ASSIGNMENT | Gather every line of the entries that includes the word "stop".

== PROVIDED INFORMATION ==

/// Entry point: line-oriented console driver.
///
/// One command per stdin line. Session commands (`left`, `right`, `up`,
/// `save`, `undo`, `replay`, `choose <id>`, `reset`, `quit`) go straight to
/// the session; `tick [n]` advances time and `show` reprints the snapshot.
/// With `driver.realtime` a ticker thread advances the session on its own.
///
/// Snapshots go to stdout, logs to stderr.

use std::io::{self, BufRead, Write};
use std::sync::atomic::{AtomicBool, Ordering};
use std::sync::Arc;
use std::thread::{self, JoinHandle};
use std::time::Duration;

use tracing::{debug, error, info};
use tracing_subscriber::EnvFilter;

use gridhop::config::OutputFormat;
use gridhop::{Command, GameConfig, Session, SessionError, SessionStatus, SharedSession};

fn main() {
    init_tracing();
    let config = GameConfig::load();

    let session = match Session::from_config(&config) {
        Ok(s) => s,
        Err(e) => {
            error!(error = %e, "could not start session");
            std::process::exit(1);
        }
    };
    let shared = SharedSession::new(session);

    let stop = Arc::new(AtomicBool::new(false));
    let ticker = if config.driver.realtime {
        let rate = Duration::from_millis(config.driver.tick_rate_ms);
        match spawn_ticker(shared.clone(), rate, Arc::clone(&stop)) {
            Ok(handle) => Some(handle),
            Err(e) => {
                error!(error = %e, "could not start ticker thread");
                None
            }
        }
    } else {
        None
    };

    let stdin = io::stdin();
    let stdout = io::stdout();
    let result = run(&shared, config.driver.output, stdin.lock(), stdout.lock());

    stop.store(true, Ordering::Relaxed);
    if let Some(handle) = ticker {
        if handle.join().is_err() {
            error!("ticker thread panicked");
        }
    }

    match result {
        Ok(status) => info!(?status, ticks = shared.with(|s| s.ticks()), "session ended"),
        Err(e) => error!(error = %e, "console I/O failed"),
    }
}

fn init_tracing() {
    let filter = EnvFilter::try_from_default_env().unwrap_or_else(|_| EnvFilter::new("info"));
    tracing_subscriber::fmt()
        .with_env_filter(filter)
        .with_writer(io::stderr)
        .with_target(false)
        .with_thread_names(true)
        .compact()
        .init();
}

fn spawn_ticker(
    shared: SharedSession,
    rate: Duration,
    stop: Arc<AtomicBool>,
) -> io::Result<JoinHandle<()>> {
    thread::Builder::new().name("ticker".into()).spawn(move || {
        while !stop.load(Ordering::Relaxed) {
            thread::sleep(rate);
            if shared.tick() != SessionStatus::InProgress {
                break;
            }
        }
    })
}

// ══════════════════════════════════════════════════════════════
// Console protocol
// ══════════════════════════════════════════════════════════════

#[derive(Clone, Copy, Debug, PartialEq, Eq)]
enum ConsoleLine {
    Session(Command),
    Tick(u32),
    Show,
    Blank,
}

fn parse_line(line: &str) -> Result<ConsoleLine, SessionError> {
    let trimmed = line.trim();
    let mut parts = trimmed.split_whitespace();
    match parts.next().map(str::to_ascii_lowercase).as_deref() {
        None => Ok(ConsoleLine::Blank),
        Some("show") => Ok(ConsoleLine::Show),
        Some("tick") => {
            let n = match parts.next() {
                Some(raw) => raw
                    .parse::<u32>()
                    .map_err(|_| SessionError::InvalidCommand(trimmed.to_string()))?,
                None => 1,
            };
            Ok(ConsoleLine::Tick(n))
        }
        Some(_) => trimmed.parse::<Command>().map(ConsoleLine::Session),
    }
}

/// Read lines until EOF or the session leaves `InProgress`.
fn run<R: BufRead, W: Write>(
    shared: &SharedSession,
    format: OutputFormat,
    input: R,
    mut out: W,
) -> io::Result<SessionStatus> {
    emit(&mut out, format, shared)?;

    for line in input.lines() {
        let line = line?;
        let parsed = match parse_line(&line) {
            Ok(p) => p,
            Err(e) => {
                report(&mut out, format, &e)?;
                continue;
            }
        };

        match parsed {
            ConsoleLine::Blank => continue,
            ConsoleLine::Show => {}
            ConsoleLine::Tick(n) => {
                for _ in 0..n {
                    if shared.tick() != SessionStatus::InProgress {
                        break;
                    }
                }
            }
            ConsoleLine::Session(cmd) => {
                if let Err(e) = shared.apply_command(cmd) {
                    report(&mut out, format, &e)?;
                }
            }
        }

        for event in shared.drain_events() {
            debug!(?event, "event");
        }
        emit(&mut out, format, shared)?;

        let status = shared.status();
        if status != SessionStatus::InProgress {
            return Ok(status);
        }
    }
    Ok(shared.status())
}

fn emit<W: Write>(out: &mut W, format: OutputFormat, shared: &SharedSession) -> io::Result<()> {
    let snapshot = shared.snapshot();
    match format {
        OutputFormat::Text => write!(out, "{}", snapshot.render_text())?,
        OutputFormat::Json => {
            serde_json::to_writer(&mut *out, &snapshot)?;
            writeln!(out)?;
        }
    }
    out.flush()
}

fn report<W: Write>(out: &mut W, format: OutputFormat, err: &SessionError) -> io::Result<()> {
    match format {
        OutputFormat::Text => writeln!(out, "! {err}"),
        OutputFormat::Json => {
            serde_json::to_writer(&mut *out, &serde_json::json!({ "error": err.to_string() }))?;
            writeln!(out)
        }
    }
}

===
== PROVIDED INFORMATION ==

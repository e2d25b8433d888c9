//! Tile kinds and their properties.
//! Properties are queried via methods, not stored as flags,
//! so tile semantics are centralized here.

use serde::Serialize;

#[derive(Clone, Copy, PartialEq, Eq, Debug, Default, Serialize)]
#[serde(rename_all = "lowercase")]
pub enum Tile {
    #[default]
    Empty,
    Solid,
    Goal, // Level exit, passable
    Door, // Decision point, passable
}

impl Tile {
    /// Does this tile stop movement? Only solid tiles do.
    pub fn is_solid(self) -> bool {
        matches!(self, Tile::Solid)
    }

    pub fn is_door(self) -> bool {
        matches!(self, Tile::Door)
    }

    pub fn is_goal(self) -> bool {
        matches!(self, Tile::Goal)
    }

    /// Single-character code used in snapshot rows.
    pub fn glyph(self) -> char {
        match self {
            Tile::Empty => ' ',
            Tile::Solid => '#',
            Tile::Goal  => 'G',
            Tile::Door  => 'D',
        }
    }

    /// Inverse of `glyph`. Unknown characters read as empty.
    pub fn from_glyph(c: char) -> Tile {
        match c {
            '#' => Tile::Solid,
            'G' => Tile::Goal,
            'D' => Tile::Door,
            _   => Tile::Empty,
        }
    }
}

===
== PROVIDED INFORMATION ==

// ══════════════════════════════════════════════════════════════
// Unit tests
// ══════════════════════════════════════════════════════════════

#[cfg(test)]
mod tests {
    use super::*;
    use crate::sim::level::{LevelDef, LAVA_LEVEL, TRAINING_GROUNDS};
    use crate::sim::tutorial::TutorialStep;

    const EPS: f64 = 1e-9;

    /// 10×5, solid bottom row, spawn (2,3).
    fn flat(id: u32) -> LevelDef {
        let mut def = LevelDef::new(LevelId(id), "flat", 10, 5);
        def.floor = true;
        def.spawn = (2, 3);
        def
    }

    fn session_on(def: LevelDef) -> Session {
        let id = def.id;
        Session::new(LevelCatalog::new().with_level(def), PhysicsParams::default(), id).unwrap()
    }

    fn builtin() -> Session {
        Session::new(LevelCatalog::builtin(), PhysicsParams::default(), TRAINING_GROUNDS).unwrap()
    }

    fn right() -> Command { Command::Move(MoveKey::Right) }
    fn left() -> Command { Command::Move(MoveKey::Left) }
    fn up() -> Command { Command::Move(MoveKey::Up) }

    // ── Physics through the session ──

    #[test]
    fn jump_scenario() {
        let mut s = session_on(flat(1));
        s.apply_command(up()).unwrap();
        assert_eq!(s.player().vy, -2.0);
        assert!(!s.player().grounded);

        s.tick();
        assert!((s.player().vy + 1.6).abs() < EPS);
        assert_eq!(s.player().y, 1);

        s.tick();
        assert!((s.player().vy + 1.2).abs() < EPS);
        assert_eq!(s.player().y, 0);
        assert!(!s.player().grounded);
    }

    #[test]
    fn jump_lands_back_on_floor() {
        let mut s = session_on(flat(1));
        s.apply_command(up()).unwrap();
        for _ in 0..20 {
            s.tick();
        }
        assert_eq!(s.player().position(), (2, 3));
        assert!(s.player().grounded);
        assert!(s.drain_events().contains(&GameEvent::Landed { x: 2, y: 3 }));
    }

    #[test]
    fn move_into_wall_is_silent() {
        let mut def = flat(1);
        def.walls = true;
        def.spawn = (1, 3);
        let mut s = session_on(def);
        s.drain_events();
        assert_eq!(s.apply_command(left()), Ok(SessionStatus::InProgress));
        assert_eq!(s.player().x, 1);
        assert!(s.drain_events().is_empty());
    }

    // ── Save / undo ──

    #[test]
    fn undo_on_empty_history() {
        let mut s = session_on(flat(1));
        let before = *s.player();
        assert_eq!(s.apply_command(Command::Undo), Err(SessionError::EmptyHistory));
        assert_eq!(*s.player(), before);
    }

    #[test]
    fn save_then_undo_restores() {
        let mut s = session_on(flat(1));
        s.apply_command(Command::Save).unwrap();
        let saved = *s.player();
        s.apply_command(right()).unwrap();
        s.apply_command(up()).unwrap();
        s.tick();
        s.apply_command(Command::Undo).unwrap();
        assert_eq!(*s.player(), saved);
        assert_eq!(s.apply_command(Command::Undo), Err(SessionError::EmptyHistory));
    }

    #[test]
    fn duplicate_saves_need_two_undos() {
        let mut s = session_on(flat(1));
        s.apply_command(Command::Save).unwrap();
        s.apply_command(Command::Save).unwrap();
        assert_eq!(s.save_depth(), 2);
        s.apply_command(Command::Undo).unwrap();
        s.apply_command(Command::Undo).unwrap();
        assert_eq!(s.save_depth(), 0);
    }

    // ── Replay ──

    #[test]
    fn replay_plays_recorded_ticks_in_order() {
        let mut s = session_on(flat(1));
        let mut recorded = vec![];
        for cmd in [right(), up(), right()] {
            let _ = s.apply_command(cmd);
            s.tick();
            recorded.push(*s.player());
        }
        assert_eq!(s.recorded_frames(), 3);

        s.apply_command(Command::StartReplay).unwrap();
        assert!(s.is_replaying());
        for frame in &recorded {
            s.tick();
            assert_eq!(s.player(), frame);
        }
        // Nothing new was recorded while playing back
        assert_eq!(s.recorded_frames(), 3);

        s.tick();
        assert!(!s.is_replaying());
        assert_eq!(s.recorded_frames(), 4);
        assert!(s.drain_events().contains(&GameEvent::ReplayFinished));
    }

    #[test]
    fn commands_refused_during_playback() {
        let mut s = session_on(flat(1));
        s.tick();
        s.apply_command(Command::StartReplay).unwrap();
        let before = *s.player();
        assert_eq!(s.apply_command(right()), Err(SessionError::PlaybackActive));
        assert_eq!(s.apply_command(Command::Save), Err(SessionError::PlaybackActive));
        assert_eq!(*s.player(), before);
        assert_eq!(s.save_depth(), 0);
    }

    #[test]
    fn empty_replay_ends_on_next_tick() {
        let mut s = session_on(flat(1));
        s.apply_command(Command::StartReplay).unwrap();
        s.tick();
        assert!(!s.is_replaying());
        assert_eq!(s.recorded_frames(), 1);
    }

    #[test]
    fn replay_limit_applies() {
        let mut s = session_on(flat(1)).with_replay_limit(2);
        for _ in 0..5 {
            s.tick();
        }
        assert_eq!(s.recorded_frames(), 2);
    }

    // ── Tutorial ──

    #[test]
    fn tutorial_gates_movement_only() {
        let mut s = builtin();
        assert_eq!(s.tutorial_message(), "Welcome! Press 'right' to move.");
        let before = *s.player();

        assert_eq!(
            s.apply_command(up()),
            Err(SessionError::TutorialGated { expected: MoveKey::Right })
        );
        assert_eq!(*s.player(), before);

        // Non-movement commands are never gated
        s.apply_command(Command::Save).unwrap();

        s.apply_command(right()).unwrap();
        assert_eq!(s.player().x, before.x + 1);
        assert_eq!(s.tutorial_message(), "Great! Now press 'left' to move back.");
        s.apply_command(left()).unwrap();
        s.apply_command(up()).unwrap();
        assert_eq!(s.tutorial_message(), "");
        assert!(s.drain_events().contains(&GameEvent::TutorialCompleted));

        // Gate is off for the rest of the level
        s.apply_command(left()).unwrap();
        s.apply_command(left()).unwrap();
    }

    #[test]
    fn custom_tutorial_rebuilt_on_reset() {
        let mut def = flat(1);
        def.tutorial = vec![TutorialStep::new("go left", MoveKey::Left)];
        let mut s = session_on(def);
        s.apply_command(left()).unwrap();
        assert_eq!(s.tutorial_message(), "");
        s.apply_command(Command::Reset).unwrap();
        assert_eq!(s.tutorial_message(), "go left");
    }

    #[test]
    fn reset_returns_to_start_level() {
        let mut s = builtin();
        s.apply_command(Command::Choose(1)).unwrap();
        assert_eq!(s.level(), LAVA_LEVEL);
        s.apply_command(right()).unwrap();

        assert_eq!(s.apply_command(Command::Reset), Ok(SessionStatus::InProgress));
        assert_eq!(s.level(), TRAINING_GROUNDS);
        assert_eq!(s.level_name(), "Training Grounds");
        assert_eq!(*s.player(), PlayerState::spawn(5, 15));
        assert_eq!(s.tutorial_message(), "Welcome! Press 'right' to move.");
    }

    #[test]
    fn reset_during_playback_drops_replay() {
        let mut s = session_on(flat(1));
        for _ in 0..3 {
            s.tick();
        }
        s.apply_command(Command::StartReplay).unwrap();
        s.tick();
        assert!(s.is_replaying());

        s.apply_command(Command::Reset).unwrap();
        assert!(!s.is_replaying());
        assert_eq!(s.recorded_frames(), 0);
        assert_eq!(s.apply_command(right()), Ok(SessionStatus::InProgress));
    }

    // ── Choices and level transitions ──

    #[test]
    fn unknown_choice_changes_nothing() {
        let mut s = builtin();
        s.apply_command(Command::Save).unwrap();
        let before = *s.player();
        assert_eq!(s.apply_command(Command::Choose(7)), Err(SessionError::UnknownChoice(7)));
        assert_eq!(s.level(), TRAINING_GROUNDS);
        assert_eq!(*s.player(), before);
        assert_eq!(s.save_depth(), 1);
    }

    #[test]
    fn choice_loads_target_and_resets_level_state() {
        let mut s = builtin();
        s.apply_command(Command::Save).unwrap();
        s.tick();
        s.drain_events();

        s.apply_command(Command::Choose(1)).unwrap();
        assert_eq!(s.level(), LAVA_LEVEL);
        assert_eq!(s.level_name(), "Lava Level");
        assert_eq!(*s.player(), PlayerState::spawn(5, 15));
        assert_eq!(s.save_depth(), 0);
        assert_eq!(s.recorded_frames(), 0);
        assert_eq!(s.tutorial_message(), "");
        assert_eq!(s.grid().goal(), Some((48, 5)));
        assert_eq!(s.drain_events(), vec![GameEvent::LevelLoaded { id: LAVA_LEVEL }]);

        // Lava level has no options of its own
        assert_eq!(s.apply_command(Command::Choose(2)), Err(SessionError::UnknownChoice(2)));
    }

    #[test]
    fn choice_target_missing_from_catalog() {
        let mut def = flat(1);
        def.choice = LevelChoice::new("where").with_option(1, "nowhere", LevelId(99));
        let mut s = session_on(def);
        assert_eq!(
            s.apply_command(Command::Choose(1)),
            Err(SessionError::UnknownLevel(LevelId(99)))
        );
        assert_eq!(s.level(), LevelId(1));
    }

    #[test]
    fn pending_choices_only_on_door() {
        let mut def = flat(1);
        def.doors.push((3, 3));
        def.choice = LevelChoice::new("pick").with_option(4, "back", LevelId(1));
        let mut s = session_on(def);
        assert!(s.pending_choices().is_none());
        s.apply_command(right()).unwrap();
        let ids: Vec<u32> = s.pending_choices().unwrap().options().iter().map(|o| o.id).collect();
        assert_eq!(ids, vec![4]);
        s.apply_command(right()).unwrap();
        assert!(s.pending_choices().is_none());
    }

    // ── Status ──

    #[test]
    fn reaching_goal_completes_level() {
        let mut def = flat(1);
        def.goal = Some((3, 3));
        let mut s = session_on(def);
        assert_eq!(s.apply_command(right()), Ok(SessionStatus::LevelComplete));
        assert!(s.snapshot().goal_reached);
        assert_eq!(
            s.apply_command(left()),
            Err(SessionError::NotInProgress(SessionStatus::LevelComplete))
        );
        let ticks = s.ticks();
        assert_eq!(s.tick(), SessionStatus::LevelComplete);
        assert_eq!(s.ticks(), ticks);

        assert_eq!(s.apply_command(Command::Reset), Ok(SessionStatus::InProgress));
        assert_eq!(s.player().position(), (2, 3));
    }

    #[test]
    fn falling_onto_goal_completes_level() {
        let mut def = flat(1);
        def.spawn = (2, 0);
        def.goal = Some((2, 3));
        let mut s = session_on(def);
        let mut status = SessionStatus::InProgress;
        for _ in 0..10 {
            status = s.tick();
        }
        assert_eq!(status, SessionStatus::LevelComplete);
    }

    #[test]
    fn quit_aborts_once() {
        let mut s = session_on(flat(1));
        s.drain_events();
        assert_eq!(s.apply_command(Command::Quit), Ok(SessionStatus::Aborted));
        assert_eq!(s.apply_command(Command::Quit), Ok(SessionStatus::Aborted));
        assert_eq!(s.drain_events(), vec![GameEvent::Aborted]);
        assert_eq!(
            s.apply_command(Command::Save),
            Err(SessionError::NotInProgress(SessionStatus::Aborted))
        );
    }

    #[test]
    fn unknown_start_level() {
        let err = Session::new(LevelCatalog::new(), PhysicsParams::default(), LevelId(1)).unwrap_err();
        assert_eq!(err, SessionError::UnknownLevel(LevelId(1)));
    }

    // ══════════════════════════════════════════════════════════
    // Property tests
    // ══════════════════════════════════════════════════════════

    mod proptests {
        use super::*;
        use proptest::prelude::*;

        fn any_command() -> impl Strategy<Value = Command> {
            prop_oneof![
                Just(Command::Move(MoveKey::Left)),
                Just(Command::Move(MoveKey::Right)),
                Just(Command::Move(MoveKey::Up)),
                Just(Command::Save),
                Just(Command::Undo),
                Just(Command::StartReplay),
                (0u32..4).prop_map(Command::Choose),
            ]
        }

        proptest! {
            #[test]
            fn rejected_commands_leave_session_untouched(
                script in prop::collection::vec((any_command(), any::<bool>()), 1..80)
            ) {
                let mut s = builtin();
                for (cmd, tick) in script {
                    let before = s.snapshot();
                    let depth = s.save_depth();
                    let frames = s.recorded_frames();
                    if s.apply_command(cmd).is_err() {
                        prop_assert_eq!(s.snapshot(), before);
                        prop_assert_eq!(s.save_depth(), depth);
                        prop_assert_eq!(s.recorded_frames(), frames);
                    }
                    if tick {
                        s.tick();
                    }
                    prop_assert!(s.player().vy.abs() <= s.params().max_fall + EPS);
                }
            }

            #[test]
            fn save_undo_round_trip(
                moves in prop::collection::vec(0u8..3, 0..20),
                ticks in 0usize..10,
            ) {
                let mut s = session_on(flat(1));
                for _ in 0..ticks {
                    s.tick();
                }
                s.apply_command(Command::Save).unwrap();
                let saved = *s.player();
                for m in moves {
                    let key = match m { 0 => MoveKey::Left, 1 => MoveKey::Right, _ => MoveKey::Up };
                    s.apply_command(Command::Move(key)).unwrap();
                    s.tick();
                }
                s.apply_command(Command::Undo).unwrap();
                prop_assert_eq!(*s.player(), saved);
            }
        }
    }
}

===

RESPONSE TO THE TASK |
    let stop = Arc::new(AtomicBool::new(false));
        match spawn_ticker(shared.clone(), rate, Arc::clone(&stop)) {
    stop.store(true, Ordering::Relaxed);
    stop: Arc<AtomicBool>,
        while !stop.load(Ordering::Relaxed) {
    /// Does this tile stop movement? Only solid tiles do.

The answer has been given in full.